C'est ainsi qu'aux derniers murmures des oiseaux, Sylvie avait appris le projet Drayfus-Paqueret—sa rentrée! Mon Dieu, Amédée n'employa pas beaucoup de temps, et ne mit pas grand art à lui expliquer comment cette idée de génie leur était venue. Non, il lui lança cela tout à trac: «Si vous voulez reparaître en scène, Ambroise Drayfus s'engage à vous organiser le plus ébouriffant triomphe qu'on ait encore vu à Paris. Aurély s'en ira où elle voudra, où elle pourra. Cet événement fantastique éclatera tout à coup, car les préparatifs en seront faits dans un complet silence. Et observez trois choses: vous êtes veuve d'abord, et vous n'avez pris envers personne l'engagement de ne plus jouer; puis, le public n'a pas un instant cessé de vous regretter, ni de vous aimer; enfin, si votre petite Pauline vous arrête, eh bien—attendez son mariage, voilà tout. Il ne saurait beaucoup tarder.»

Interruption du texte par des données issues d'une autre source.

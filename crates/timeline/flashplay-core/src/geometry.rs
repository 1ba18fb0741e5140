//! Geometry emitter: triangulates filled polygons into growing output buffers.
//!
//! UV packing (consumed by the shading stage):
//! - fractional part: the authored UV scaled by 0.5
//! - integer part of `u`: clip-group id (offset into the clip cache)
//! - integer part of `v`: `(active_clip_count << 8) | (texture_layer & 0xFF)`

use glam::{Vec2, Vec4};

const AREA_EPS: f32 = 1e-6;

/// Where a geometry group's clip entries live in the clip cache.
#[derive(Clone, Copy, Debug, Default, PartialEq, Eq)]
pub struct ClipSlot {
    /// Index of the first entry in the clip cache.
    pub group_id: usize,
    /// Number of clip items active for this group.
    pub count: usize,
}

/// Vertex/index/colour/UV buffers rebuilt on every processed frame.
#[derive(Clone, Debug, Default, PartialEq)]
pub struct GeometryBuffers {
    pub points: Vec<Vec2>,
    pub indices: Vec<u32>,
    pub colors: Vec<Vec4>,
    pub uvs: Vec<Vec2>,
}

impl GeometryBuffers {
    pub fn new() -> Self {
        Self::default()
    }

    #[inline]
    pub fn clear(&mut self) {
        self.points.clear();
        self.indices.clear();
        self.colors.clear();
        self.uvs.clear();
    }

    #[inline]
    pub fn is_empty(&self) -> bool {
        self.indices.is_empty()
    }

    #[inline]
    pub fn triangle_count(&self) -> usize {
        self.indices.len() / 3
    }

    /// Triangulate `points` and append it with packed UVs.
    ///
    /// `points`, `colors` and `uvs` must have equal length. Degenerate polygons
    /// append nothing.
    pub fn add_polygon(
        &mut self,
        points: &[Vec2],
        colors: &[Vec4],
        uvs: &[Vec2],
        texture_index: u32,
        clip: ClipSlot,
    ) {
        if points.len() != colors.len() || points.len() != uvs.len() {
            log::warn!(
                "add_polygon: mismatched attribute lengths ({} points, {} colors, {} uvs)",
                points.len(),
                colors.len(),
                uvs.len()
            );
            return;
        }
        let local = triangulate_polygon(points);
        if local.is_empty() {
            return;
        }

        let base = self.points.len() as u32;
        self.indices.extend(local.iter().map(|i| i + base));

        let packed = pack_uv_offset(clip, texture_index);
        self.points.extend_from_slice(points);
        self.colors.extend_from_slice(colors);
        self.uvs.extend(uvs.iter().map(|uv| *uv * 0.5 + packed));
    }
}

/// Integer offset added to every UV of a geometry group.
#[inline]
pub fn pack_uv_offset(clip: ClipSlot, texture_index: u32) -> Vec2 {
    let size_with_tex = ((clip.count as u32) << 8) | (texture_index & 0xFF);
    Vec2::new(clip.group_id as f32, size_with_tex as f32)
}

/// Inverse of [`pack_uv_offset`] plus the authored UV: `(uv, group_id, count, texture_index)`.
pub fn unpack_uv(packed: Vec2) -> (Vec2, usize, usize, u32) {
    let int = packed.floor();
    let uv = (packed - int) * 2.0;
    let size_with_tex = int.y as u32;
    (
        uv,
        int.x as usize,
        (size_with_tex >> 8) as usize,
        size_with_tex & 0xFF,
    )
}

fn signed_area(points: &[Vec2]) -> f32 {
    let n = points.len();
    let mut area = 0.0;
    for i in 0..n {
        let a = points[i];
        let b = points[(i + 1) % n];
        area += a.perp_dot(b);
    }
    area * 0.5
}

fn point_in_triangle(p: Vec2, a: Vec2, b: Vec2, c: Vec2) -> bool {
    let d1 = (b - a).perp_dot(p - a);
    let d2 = (c - b).perp_dot(p - b);
    let d3 = (a - c).perp_dot(p - c);
    d1 >= 0.0 && d2 >= 0.0 && d3 >= 0.0
}

/// Ear-clipping triangulation of a simple polygon of either winding.
///
/// Returns indices into `points`, three per triangle. Polygons with fewer than
/// three points or (near) zero area produce no indices.
pub fn triangulate_polygon(points: &[Vec2]) -> Vec<u32> {
    let n = points.len();
    if n < 3 {
        return Vec::new();
    }
    let area = signed_area(points);
    if area.abs() <= AREA_EPS {
        return Vec::new();
    }

    // Work on a counter-clockwise index ring.
    let mut ring: Vec<u32> = if area > 0.0 {
        (0..n as u32).collect()
    } else {
        (0..n as u32).rev().collect()
    };
    let mut out = Vec::with_capacity((n - 2) * 3);

    let mut guard = 0usize;
    while ring.len() > 3 {
        let m = ring.len();
        let mut clipped = false;
        for i in 0..m {
            let ia = ring[(i + m - 1) % m];
            let ib = ring[i];
            let ic = ring[(i + 1) % m];
            let (a, b, c) = (
                points[ia as usize],
                points[ib as usize],
                points[ic as usize],
            );
            let cross = (b - a).perp_dot(c - b);
            if cross <= AREA_EPS {
                continue;
            }
            let blocked = ring.iter().any(|&j| {
                j != ia && j != ib && j != ic && point_in_triangle(points[j as usize], a, b, c)
            });
            if blocked {
                continue;
            }
            out.extend_from_slice(&[ia, ib, ic]);
            ring.remove(i);
            clipped = true;
            break;
        }
        if !clipped {
            // Collinear leftovers or self-intersection: drop one reflex/flat vertex.
            let m = ring.len();
            let flat = (0..m).find(|&i| {
                let a = points[ring[(i + m - 1) % m] as usize];
                let b = points[ring[i] as usize];
                let c = points[ring[(i + 1) % m] as usize];
                (b - a).perp_dot(c - b).abs() <= AREA_EPS
            });
            match flat {
                Some(i) => {
                    ring.remove(i);
                }
                None => break,
            }
        }
        guard += 1;
        if guard > n * n {
            break;
        }
    }
    if ring.len() == 3 {
        let (a, b, c) = (
            points[ring[0] as usize],
            points[ring[1] as usize],
            points[ring[2] as usize],
        );
        if (b - a).perp_dot(c - b).abs() > AREA_EPS {
            out.extend_from_slice(&ring);
        }
    }
    out
}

Mais il en avait encore presque trop dit. Point n'était besoin d'observer ceci ou cela: ces seuls mots «rentrer au théâtre» avaient frappé Sylvie au plus profond, au plus intime d'elle-même. Non qu'elle n'y eût jamais songé depuis la fin de son veuvage: au contraire, elle y pensait souvent. Seulement, rien qu'à entendre une voix prononcer cette phrase enchanteresse: «Le public vous adore toujours, Sylvie, et votre triomphe sera sans égal,» il lui semblait presque que c'était déjà fait, qu'elle assistait au délire d'une salle et la voyait défaillir d'enthousiasme.... Quand le groom là-dessus, et tandis que les deux complices s'acheminaient lentement vers la maison, aussi exaltés l'un que l'autre, remit à la baronne Levaître un billet d'excuse de Marc, tout mesquin et ridicule sur le plateau d'argent, peuh! il parut à celle-ci qu'elle retournait à l'école. Une lettre de Marc, en vérité, voilà bien une pièce capitale, quand il ne s'agissait de rien moins que de se décider à reparaître devant toute une ville amoureuse, que de se redonner à toute une presse en folie!

Sylvie lut cependant cette lettre infime: Marc s'était mal expliqué à Sérigny, il n'avait pas trouvé la voiture, il n'avait pu venir, il était désolé.... La mince histoire! Vraiment, jouer à l'amour avec un Marc Thierry, c'est au mieux quand on n'a rien à faire. Mais dès qu'il s'agit de reconquérir la France—cela semble jeunet.